Standiford-Mehling moved the Standiford Photographic Studio from Louisville to Cleveland, Ohio in 1919, locating first in the Gage Gallery of Fine Arts, then in the Chilcote Building (1925), and subsequently in the Hickox Building at 1030 Euclid Avenue, where she worked into the 1930s. She was awarded prizes for her photographs of Cleveland's elite of the 1920s and 1930s at the Cleveland Museum of Art exhibitions. A collection of her work, including photographic portraits of important citizens of Cleveland, is held by the Western Reserve Historical Society. One of her portraits and a statement about the portrait may be found in The American Annual of Photography.

Her photo of Louis Rorimer (1872–1939), the father of museum curator James Rorimer, appears in an article about him in The Plain Dealer.

Two photographs of Anna Burge Muir, attributed to Standiford studio and borrowed from a 1927 Louisville Herald-Post article, appear in a website about The Little Colonel, a series of stories for children by Annie Fellows Johnston. One photo is of Anna Burge Muir as a child and one is of her as the grownup wife of lawyer Edward Porter Humphrey. Anna Burge Muir Humphrey was the real-life model for the character Anna Moore (Rob Moore's cousin) in the stories.

A portrait of Lily Belknap, daughter of Colonel Morris Burke Belknap and Lily Buckner, is included in the Herald-Post collection of photos of prominent Louisvillians from Standiford Studio. Generally, Standiford-Mehling preferred men as subjects for her portraits and discussed her reasons in a 1932 interview published in the Middletown Times Herald.

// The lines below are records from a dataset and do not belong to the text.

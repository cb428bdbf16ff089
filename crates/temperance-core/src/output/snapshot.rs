//! Snapshot Generation
//!
//! Copies the registries into the serializable `WorldSnapshot` renderers read.

use temperance_events::{AgentSnapshot, FoodSnapshot, SeenFoodSnapshot, WorldSnapshot};

use crate::components::{Agent, AgentRegistry, Food, FoodRegistry};

/// Generate a complete world snapshot
pub fn build_snapshot(
    tick: u64,
    grid_size: u32,
    agents: &AgentRegistry,
    food: &FoodRegistry,
) -> WorldSnapshot {
    let mut snapshot = WorldSnapshot::new(tick, grid_size);
    snapshot.agents = agents
        .iter()
        .filter(|a| a.is_alive())
        .map(|a| agent_snapshot(a, food))
        .collect();
    snapshot.food = food.iter().map(food_snapshot).collect();
    snapshot
}

fn agent_snapshot(agent: &Agent, food: &FoodRegistry) -> AgentSnapshot {
    let seeing = agent
        .seeing
        .iter()
        .zip(&agent.seeing_scores)
        .filter_map(|(id, score)| {
            let patch = food.get(*id)?;
            Some(SeenFoodSnapshot {
                food_id: id.0,
                position: patch.position.into(),
                amount: patch.amount.units(),
                physical: score.physical,
                emotional: score.emotional,
                cognitive: score.cognitive,
                social: score.social,
                total: score.total,
            })
        })
        .collect();

    AgentSnapshot {
        agent_id: agent.id.0,
        position: agent.position.into(),
        health: agent.health,
        pursuing: agent.pursuing.map(|f| f.0),
        consuming: agent.consuming.map(|f| f.0),
        punished: agent.punished,
        rule_weights: agent.rules.weights(),
        social_pressure: agent.social_pressure,
        times_sick_3: agent.times_sick_3,
        times_punished_2: agent.times_punished_2,
        times_punished_3: agent.times_punished_3,
        seeing,
    }
}

fn food_snapshot(food: &Food) -> FoodSnapshot {
    FoodSnapshot {
        food_id: food.id.0,
        position: food.position.into(),
        amount: food.amount.units(),
        consumed: food.consumed,
        regrowth_timer: food.regrowth_timer,
    }
}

Faced with financial failure, she filed for bankruptcy and closed the Standiford Studio in 1936. She presented a portfolio of 500 autographed photographs of prominent Cleveland residents to the Cleveland Public Library. Clevelanders are represented in the collection through newspaper photographs and portraits by George Mountain Edmondson and Ethel Standiford.

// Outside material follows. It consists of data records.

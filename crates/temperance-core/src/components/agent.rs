//! Agent Components
//!
//! Agents: position, health, learned rules, social counters and the
//! per-tick perception/pursuit state.

use bevy_ecs::prelude::*;
use serde::{Deserialize, Serialize};
use std::collections::BTreeMap;

use super::food::{FoodAmount, FoodId};
use super::world::GridPos;

/// Unique identifier for an agent. Ids are handed out in creation order,
/// which is also the order agents act in each tick.
#[derive(Debug, Clone, Copy, PartialEq, Eq, Hash, PartialOrd, Ord, Serialize, Deserialize)]
pub struct AgentId(pub u32);

impl std::fmt::Display for AgentId {
    fn fmt(&self, f: &mut std::fmt::Formatter<'_>) -> std::fmt::Result {
        write!(f, "A{}", self.0)
    }
}

/// The five propositions an agent can come to believe about eating
#[derive(Debug, Clone, Copy, PartialEq, Eq, Hash, Serialize, Deserialize)]
pub enum Rule {
    OneIsGoodForMe,
    TwoIsVeryGoodForMe,
    TwoIsBadForCommunity,
    ThreeIsBadForMe,
    ThreeIsBadForCommunity,
}

impl Rule {
    pub const ALL: [Rule; 5] = [
        Rule::OneIsGoodForMe,
        Rule::TwoIsVeryGoodForMe,
        Rule::TwoIsBadForCommunity,
        Rule::ThreeIsBadForMe,
        Rule::ThreeIsBadForCommunity,
    ];

    pub fn index(&self) -> usize {
        match self {
            Rule::OneIsGoodForMe => 0,
            Rule::TwoIsVeryGoodForMe => 1,
            Rule::TwoIsBadForCommunity => 2,
            Rule::ThreeIsBadForMe => 3,
            Rule::ThreeIsBadForCommunity => 4,
        }
    }

    pub fn text(&self) -> &'static str {
        match self {
            Rule::OneIsGoodForMe => "Consuming 1 food is good for me.",
            Rule::TwoIsVeryGoodForMe => "Consuming 2 food is very good for me.",
            Rule::TwoIsBadForCommunity => "Consuming 2 food is bad for the community.",
            Rule::ThreeIsBadForMe => "Consuming 3 food is bad for me.",
            Rule::ThreeIsBadForCommunity => "Consuming 3 food is bad for the community.",
        }
    }

    /// The rule learned from eating this amount yourself
    pub fn from_experience(amount: FoodAmount) -> Rule {
        match amount {
            FoodAmount::One => Rule::OneIsGoodForMe,
            FoodAmount::Two => Rule::TwoIsVeryGoodForMe,
            FoodAmount::Three => Rule::ThreeIsBadForMe,
        }
    }

    /// The rule learned from being punished for eating this amount, if any
    pub fn from_punishment(amount: FoodAmount) -> Option<Rule> {
        match amount {
            FoodAmount::One => None,
            FoodAmount::Two => Some(Rule::TwoIsBadForCommunity),
            FoodAmount::Three => Some(Rule::ThreeIsBadForCommunity),
        }
    }
}

#[derive(Debug, Clone, Copy, Default, PartialEq, Eq, Serialize, Deserialize)]
pub struct RuleKnowledge {
    pub learned: bool,
    pub weight: u32,
}

/// What an agent has learned so far, one entry per rule
#[derive(Debug, Clone, Default, PartialEq, Eq, Serialize, Deserialize)]
pub struct RuleBook {
    entries: [RuleKnowledge; 5],
}

impl RuleBook {
    pub fn new() -> Self {
        Self::default()
    }

    pub fn knowledge(&self, rule: Rule) -> RuleKnowledge {
        self.entries[rule.index()]
    }

    /// Mark the rule as known and reinforce it by one.
    pub fn reinforce(&mut self, rule: Rule) {
        let entry = &mut self.entries[rule.index()];
        entry.learned = true;
        entry.weight += 1;
    }

    /// Weight the rule contributes to a decision; unlearned rules contribute nothing.
    pub fn learned_weight(&self, rule: Rule) -> i32 {
        let entry = self.knowledge(rule);
        if entry.learned {
            entry.weight as i32
        } else {
            0
        }
    }

    pub fn weights(&self) -> [u32; 5] {
        self.entries.map(|e| e.weight)
    }
}

/// PECS scores an agent gave one food patch
#[derive(Debug, Clone, Copy, PartialEq, Serialize, Deserialize)]
pub struct Appraisal {
    pub physical: i32,
    pub emotional: i32,
    pub cognitive: i32,
    pub social: f64,
    pub total: f64,
}

impl Appraisal {
    pub fn is_attractive(&self) -> bool {
        self.total > 0.0
    }
}

#[derive(Debug, Clone, PartialEq, Serialize, Deserialize)]
pub struct Agent {
    pub id: AgentId,
    pub position: GridPos,
    pub health: f64,
    pub rules: RuleBook,
    /// Times eating 3 units made the agent sick
    pub times_sick_3: u32,
    /// Times others punished the agent for eating 2 units
    pub times_punished_2: u32,
    /// Times others punished the agent for eating 3 units
    pub times_punished_3: u32,
    /// Grows by a fixed step every time the agent eats in view of others
    pub social_pressure: f64,

    /// Uneaten food in view this tick, in shuffled order
    pub seeing: Vec<FoodId>,
    /// Scores parallel to `seeing`
    pub seeing_scores: Vec<Appraisal>,
    pub pursuing: Option<FoodId>,
    /// Food eaten last tick; cleared when the agent next picks a target
    pub consuming: Option<FoodId>,
    pub punished: bool,
}

impl Agent {
    pub fn new(id: AgentId, position: GridPos, health: f64) -> Self {
        Self {
            id,
            position,
            health,
            rules: RuleBook::new(),
            times_sick_3: 0,
            times_punished_2: 0,
            times_punished_3: 0,
            social_pressure: 0.0,
            seeing: Vec::new(),
            seeing_scores: Vec::new(),
            pursuing: None,
            consuming: None,
            punished: false,
        }
    }

    pub fn with_pursuit(mut self, food: FoodId) -> Self {
        self.pursuing = Some(food);
        self
    }

    pub fn is_alive(&self) -> bool {
        self.health > 0.0
    }
}

/// Every agent in the world, keyed and iterated by id
#[derive(Resource, Debug, Clone, Default)]
pub struct AgentRegistry {
    agents: BTreeMap<AgentId, Agent>,
}

impl AgentRegistry {
    pub fn new() -> Self {
        Self::default()
    }

    /// Register an agent
    pub fn register(&mut self, agent: Agent) {
        self.agents.insert(agent.id, agent);
    }

    pub fn get(&self, id: AgentId) -> Option<&Agent> {
        self.agents.get(&id)
    }

    pub fn get_mut(&mut self, id: AgentId) -> Option<&mut Agent> {
        self.agents.get_mut(&id)
    }

    pub fn remove(&mut self, id: AgentId) -> Option<Agent> {
        self.agents.remove(&id)
    }

    /// All agents in id order
    pub fn iter(&self) -> impl Iterator<Item = &Agent> {
        self.agents.values()
    }

    pub fn iter_mut(&mut self) -> impl Iterator<Item = &mut Agent> {
        self.agents.values_mut()
    }

    /// Ids in acting order, copied so the registry can be mutated while walking them
    pub fn ids(&self) -> Vec<AgentId> {
        self.agents.keys().copied().collect()
    }

    /// The living agent standing on a cell, if any
    pub fn occupant_at(&self, position: GridPos) -> Option<AgentId> {
        self.agents
            .values()
            .find(|a| a.is_alive() && a.position == position)
            .map(|a| a.id)
    }

    /// Whether any living agent other than `exclude` stands inside the
    /// vision box around `position`
    pub fn has_witness(&self, position: GridPos, exclude: AgentId, radius: u32) -> bool {
        self.agents
            .values()
            .any(|other| other.id != exclude && other.is_alive() && position.within(other.position, radius))
    }

    pub fn len(&self) -> usize {
        self.agents.len()
    }

    pub fn is_empty(&self) -> bool {
        self.agents.is_empty()
    }
}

Standiford-Mehling was the first woman elected president of the Cleveland Photographers Association.

== Personal life ==
She married Frank Standiford in 1891. After his death in 1916, she remarried to Harold David Mehling in 1917.

She was an amateur golfer, winning a tournament in Louisville in May 1917.

She died at her home in Mount Healthy, Ohio on May 9, 1963, and was buried at Cave Hill Cemetery.